*What the task requires*: Beginning at the line that contains "self.seq += 1;", write out every line down to the end of the records, with both ends kept and nothing added.

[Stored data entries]
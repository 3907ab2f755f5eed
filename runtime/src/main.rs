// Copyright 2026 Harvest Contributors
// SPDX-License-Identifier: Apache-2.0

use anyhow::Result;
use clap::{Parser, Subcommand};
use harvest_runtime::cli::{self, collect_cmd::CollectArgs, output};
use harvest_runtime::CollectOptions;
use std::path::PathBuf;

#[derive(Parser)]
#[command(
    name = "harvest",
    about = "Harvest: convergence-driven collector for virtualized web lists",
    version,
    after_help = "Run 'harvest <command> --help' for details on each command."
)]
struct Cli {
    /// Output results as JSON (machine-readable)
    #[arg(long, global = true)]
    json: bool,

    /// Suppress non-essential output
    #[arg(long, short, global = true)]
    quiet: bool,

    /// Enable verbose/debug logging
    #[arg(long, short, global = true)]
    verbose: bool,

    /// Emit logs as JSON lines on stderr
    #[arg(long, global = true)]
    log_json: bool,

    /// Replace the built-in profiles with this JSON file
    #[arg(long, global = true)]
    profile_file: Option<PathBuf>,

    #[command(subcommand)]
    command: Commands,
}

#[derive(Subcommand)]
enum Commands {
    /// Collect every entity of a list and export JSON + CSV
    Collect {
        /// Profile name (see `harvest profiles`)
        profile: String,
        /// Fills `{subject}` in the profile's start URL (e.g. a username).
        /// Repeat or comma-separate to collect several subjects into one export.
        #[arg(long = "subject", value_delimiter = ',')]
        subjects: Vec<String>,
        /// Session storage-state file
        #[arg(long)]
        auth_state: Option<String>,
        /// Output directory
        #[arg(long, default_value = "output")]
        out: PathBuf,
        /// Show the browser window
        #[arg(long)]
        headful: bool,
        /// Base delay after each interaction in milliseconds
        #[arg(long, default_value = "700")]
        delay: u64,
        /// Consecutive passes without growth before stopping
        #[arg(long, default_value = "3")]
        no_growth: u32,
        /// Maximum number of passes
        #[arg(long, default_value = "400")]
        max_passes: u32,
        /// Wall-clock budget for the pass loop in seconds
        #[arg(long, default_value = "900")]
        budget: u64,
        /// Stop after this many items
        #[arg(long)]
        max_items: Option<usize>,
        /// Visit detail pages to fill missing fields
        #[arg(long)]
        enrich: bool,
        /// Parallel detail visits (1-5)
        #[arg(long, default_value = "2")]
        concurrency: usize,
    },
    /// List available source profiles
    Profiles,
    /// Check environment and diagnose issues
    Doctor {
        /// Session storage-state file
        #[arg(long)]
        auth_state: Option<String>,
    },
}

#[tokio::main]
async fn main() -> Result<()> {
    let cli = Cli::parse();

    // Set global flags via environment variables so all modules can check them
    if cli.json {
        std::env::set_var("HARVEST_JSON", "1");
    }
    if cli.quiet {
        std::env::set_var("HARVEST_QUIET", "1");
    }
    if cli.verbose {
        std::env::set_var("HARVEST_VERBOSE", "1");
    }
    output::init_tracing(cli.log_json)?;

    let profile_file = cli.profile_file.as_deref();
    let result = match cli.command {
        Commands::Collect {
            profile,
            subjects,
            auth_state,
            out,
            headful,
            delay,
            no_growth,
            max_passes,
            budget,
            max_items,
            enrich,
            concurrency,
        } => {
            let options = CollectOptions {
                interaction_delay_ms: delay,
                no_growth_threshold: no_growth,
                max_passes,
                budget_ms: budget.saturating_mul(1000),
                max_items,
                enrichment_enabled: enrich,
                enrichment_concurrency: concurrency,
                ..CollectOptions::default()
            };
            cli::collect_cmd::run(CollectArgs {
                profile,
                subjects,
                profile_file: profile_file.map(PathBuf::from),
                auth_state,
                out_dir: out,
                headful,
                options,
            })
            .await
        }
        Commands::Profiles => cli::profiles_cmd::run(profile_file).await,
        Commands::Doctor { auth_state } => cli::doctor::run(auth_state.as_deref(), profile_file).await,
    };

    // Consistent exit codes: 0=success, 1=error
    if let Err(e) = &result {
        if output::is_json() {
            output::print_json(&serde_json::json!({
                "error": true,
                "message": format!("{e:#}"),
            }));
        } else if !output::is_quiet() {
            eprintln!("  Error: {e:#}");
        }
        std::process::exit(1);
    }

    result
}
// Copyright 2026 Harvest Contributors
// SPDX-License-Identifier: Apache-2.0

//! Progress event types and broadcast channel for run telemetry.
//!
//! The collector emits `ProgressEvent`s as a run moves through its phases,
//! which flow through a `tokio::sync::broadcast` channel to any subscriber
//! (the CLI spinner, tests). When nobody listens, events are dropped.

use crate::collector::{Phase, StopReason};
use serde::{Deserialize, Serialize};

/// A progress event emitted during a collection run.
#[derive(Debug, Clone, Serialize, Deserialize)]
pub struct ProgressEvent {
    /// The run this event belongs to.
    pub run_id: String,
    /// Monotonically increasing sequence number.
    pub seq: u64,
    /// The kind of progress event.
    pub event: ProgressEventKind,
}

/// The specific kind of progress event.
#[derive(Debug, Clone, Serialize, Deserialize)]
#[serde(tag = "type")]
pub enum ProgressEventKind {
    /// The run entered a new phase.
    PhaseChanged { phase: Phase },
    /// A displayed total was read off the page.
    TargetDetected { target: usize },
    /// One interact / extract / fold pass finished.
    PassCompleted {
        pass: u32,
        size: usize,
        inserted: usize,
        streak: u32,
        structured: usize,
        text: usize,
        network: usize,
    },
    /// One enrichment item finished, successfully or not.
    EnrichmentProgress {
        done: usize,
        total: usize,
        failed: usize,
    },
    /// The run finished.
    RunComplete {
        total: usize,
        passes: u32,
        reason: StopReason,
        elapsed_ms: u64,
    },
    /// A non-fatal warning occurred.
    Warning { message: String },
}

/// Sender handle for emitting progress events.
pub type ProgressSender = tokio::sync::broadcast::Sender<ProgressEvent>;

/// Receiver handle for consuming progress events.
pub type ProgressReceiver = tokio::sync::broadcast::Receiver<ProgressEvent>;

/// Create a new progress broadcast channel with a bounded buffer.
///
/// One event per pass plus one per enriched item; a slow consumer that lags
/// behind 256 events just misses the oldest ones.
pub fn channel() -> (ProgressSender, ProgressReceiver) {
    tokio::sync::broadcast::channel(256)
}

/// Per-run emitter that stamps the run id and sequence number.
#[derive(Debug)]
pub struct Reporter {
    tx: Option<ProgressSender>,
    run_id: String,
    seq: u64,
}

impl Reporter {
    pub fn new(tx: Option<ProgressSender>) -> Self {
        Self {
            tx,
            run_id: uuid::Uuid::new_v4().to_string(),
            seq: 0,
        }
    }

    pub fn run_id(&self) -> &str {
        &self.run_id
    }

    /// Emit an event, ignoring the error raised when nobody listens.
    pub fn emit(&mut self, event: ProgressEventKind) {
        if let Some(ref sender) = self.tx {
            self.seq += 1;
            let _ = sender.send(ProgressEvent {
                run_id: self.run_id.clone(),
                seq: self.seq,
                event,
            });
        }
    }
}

*Exercise response*:
            self.seq += 1;
            let _ = sender.send(ProgressEvent {
                run_id: self.run_id.clone(),
                seq: self.seq,
                event,
            });
        }
    }
}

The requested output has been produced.